Don't forget to make corresponding changes reflecting the new source structure in any reports for which this source is used:

  • Fields that were removed, uncategorized, or changed from their previous categories are automatically removed from any reports in which they are used.
  • Newly added or categorized fields are not automatically included in existing reports until you edit report definitions to include them.

Deleting a source

  1. Go to the Sources tab of the Data Clean Room.
  2. In the list of sources, hover over the row of the source you want to delete.
  3. Click the delete button delete_button.png that displays on the right side of the row.
  4. In the dialog, confirm that you want to delete the source.
    • You cannot delete a source that is being used by a report. If this is the case, a message will list the reports in which the source is being used. In order to delete the source, you can either:
      • Delete the reports in which it is being used; or
      • Remove the source fields from the definitions of the reports in which they are used.

Reference

Manually creating a storage bucket folder structure (relevant only if you choose to do so)

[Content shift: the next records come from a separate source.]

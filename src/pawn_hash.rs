//! Pawn hash table for caching pawn structure evaluation.
//!
//! Pawn structure only depends on pawn positions, so it can be cached
//! using a pawn-only Zobrist hash. This provides significant speedup
//! since pawn structure evaluation is called frequently but pawns
//! rarely move.
//!
//! Each search worker owns its own table. Slots are direct mapped and
//! overwritten on a miss; a stored key must match in full for a hit.
//!
//! # Example
//! ```
//! use pawn_eval::board::{Board, Color};
//! use pawn_eval::PawnTable;
//!
//! let mut table = PawnTable::new(1024);
//! let board = Board::new();
//! let entry = table.probe(&board);
//! assert_eq!(entry.net_score().mg(), 0);
//! let safety = entry.king_safety(&board, Color::White);
//! assert!(safety.eg() < 0);
//! ```

use crate::board::{
    evaluate_pawns, Bitboard, CastlingRights, Color, PawnBoard, Piece, Score, Square,
};

/// Default number of entries per table
pub const DEFAULT_PAWN_ENTRIES: usize = 16384;

/// Cached evaluation of one pawn configuration.
#[derive(Clone, Debug, Default)]
pub struct Entry {
    pub(crate) key: u64,
    pub(crate) populated: bool,
    pub(crate) scores: [Score; 2],
    pub(crate) passed_pawns: [Bitboard; 2],
    pub(crate) pawn_attacks_span: [Bitboard; 2],
    pub(crate) pawn_attacks: [Bitboard; 2],
    pub(crate) king_squares: [Option<Square>; 2],
    pub(crate) castling_rights: [CastlingRights; 2],
}

impl Entry {
    /// Pawn key this entry was computed for.
    #[inline]
    #[must_use]
    pub fn key(&self) -> u64 {
        self.key
    }

    /// Pawn structure score of one side.
    #[inline]
    #[must_use]
    pub fn pawn_score(&self, color: Color) -> Score {
        self.scores[color.index()]
    }

    /// White's score minus Black's.
    #[inline]
    #[must_use]
    pub fn net_score(&self) -> Score {
        self.scores[Color::White.index()] - self.scores[Color::Black.index()]
    }

    #[inline]
    #[must_use]
    pub fn passed_pawns(&self, color: Color) -> Bitboard {
        self.passed_pawns[color.index()]
    }

    /// Number of passed pawns of both sides.
    #[inline]
    #[must_use]
    pub fn passed_count(&self) -> u32 {
        (self.passed_pawns[0] | self.passed_pawns[1]).popcount()
    }

    /// Squares attacked by the side's pawns.
    #[inline]
    #[must_use]
    pub fn pawn_attacks(&self, color: Color) -> Bitboard {
        self.pawn_attacks[color.index()]
    }

    /// Squares the side's pawns could attack as they advance.
    #[inline]
    #[must_use]
    pub fn pawn_attacks_span(&self, color: Color) -> Bitboard {
        self.pawn_attacks_span[color.index()]
    }

    /// King square of the last king safety computation, `None` if there was
    /// none for this pawn structure yet.
    #[inline]
    #[must_use]
    pub fn king_square(&self, color: Color) -> Option<Square> {
        self.king_squares[color.index()]
    }

    /// The side's castling rights at the last king safety computation.
    #[inline]
    #[must_use]
    pub fn castling_rights(&self, color: Color) -> CastlingRights {
        self.castling_rights[color.index()]
    }

    fn refresh<B: PawnBoard + ?Sized>(&mut self, pos: &B) {
        self.key = pos.pawn_key();
        self.populated = true;
        for color in Color::BOTH {
            let score = evaluate_pawns(pos, color, self);
            self.scores[color.index()] = score;
        }
    }
}

/// Probe counters.
#[derive(Clone, Copy, Debug, Default, PartialEq, Eq)]
pub struct ProbeStats {
    pub hits: u64,
    pub misses: u64,
}

impl ProbeStats {
    /// Fraction of probes answered from the table.
    #[must_use]
    pub fn hit_rate(&self) -> f64 {
        let total = self.hits + self.misses;
        if total == 0 {
            0.0
        } else {
            self.hits as f64 / total as f64
        }
    }
}

/// Direct-mapped pawn structure cache.
#[derive(Debug)]
pub struct PawnTable {
    entries: Box<[Entry]>,
    mask: usize,
    stats: ProbeStats,
}

impl PawnTable {
    /// Create a table with at least `entries` slots, rounded up to a power
    /// of two.
    #[must_use]
    pub fn new(entries: usize) -> Self {
        let capacity = entries.max(1).next_power_of_two();

        #[cfg(feature = "logging")]
        log::debug!(
            "pawn table: {capacity} entries, {} KB",
            capacity * std::mem::size_of::<Entry>() / 1024
        );

        PawnTable {
            entries: vec![Entry::default(); capacity].into_boxed_slice(),
            mask: capacity - 1,
            stats: ProbeStats::default(),
        }
    }

    #[inline]
    fn index(&self, key: u64) -> usize {
        (key as usize) & self.mask
    }

    /// Look up the entry for the position's pawn structure, computing it if
    /// the slot holds something else.
    ///
    /// Soft pawns are not part of the pawn key, so any position with soft
    /// pawns on the board is recomputed on every probe.
    pub fn probe<B: PawnBoard + ?Sized>(&mut self, pos: &B) -> &mut Entry {
        let key = pos.pawn_key();
        let idx = self.index(key);
        let soft_pawns = pos.pieces_both(Piece::SoftPawn).any();
        let entry = &mut self.entries[idx];

        if entry.populated && entry.key == key && !soft_pawns {
            self.stats.hits += 1;
        } else {
            self.stats.misses += 1;
            entry.refresh(pos);
        }
        entry
    }

    /// Number of slots.
    #[inline]
    #[must_use]
    pub fn capacity(&self) -> usize {
        self.entries.len()
    }

    /// Forget every entry and reset the counters.
    pub fn clear(&mut self) {
        #[cfg(feature = "logging")]
        log::debug!(
            "pawn table cleared after {} hits, {} misses",
            self.stats.hits,
            self.stats.misses
        );

        for entry in self.entries.iter_mut() {
            entry.populated = false;
        }
        self.stats = ProbeStats::default();
    }

    #[inline]
    #[must_use]
    pub fn stats(&self) -> ProbeStats {
        self.stats
    }
}

impl Default for PawnTable {
    fn default() -> Self {
        Self::new(DEFAULT_PAWN_ENTRIES)
    }
}

#[cfg(test)]
mod tests {
    use super::*;
    use crate::board::Board;

    #[test]
    fn test_capacity_rounds_up() {
        assert_eq!(PawnTable::new(1000).capacity(), 1024);
        assert_eq!(PawnTable::new(0).capacity(), 1);
        assert_eq!(PawnTable::default().capacity(), DEFAULT_PAWN_ENTRIES);
    }

    #[test]
    fn test_probe_hits_second_time() {
        let mut table = PawnTable::new(64);
        let board = Board::new();

        let first = table.probe(&board).pawn_score(Color::White);
        let second = table.probe(&board).pawn_score(Color::White);

        assert_eq!(first, second);
        assert_eq!(table.stats(), ProbeStats { hits: 1, misses: 1 });
    }

    #[test]
    fn test_fresh_slot_never_hits() {
        // A zeroed slot must not match a key that happens to be zero
        let mut table = PawnTable::new(1);
        assert!(!table.entries[0].populated);
        let board = Board::new();
        table.probe(&board);
        assert_eq!(table.stats().misses, 1);
    }

    #[test]
    fn test_collision_recomputes() {
        let mut table = PawnTable::new(1);
        let start = Board::new();
        let lone = Board::from_fen("4k3/8/8/8/3P4/8/8/4K3 w - - 0 1");

        table.probe(&start);
        let entry = table.probe(&lone);
        assert_eq!(entry.key(), lone.pawn_key());
        assert_eq!(entry.pawn_score(Color::White), Score::new(-18, -42));
        assert_eq!(table.stats().misses, 2);
    }

    #[test]
    fn test_clear() {
        let mut table = PawnTable::new(64);
        let board = Board::new();

        table.probe(&board);
        table.clear();
        assert_eq!(table.stats(), ProbeStats::default());

        table.probe(&board);
        assert_eq!(table.stats().misses, 1);
    }

    #[test]
    fn test_soft_pawns_force_recompute() {
        let mut table = PawnTable::new(64);
        let board = Board::from_fen("4k3/8/8/8/8/2S5/3P4/4K3 w - - 0 1");

        table.probe(&board);
        table.probe(&board);
        assert_eq!(table.stats(), ProbeStats { hits: 0, misses: 2 });
    }

    #[test]
    fn test_hit_rate() {
        let stats = ProbeStats { hits: 3, misses: 1 };
        assert!((stats.hit_rate() - 0.75).abs() < f64::EPSILON);
        assert_eq!(ProbeStats::default().hit_rate(), 0.0);
    }
}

In general, it's easiest to allow AppsFlyer to automatically generate the required folder structure as part of the source creation process. However, if you wish to create these folders manually, you can do so as follows.

Create a DCR key folder

To ensure maximum security, the folder directly beneath the bucket (the "DCR key folder") must be named with the 8-character, alphanumeric DCR key assigned to your account (for example, 01bcc5fb). Note that this is different from any other password or key associated with your AppsFlyer account.

The DCR key folder is generally created manually using the interface of your selected cloud service.

To get your account's DCR key, click the DCR key button at the top of the main DCR page.

dcr_key_button.png

After creating the DCR key folder, your bucket/folder structure would look something like this:

dcr_file_structure_dcr_key_folder.png

Top-level input folder

Though it is not required, best practice is to create a top-level input folder directly beneath the DCR key folder. This folder will be dedicated to files you upload to the DCR.

The top-level input folder is generally created manually using the interface of your selected cloud service.

  • This practice is even more highly recommended when you are using the same bucket both for uploading data files (input) and receiving reports (output).
  • You can name this folder anything you want, so long as it complies with the DCR naming requirements. For ease of identification, it is usually named input/.

After creating the top-level input folder, your bucket/folder structure might look something like this:

dcr_file_structure_input_folder.png

Second-level folder for each data source

You can regularly upload different data source files to the DCR for processing. Each of these data sources must be assigned a separate folder ("data source folders").

So, for example, if you plan to upload 2 files to the DCR for processing every day: BI-data.csv and CRM-data.gzip, you would assign each of these data sources a folder. You could choose to call these folders BI-data/ and CRM-data/.

The data source folders are generally created manually using the interface of your selected cloud service.

After creating 2 data source folders, your bucket/folder structure might look something like this:

dcr_file_structure_source_folders.png

Under each data source folder, nested subfolders by date and version must be created each time the source is updated.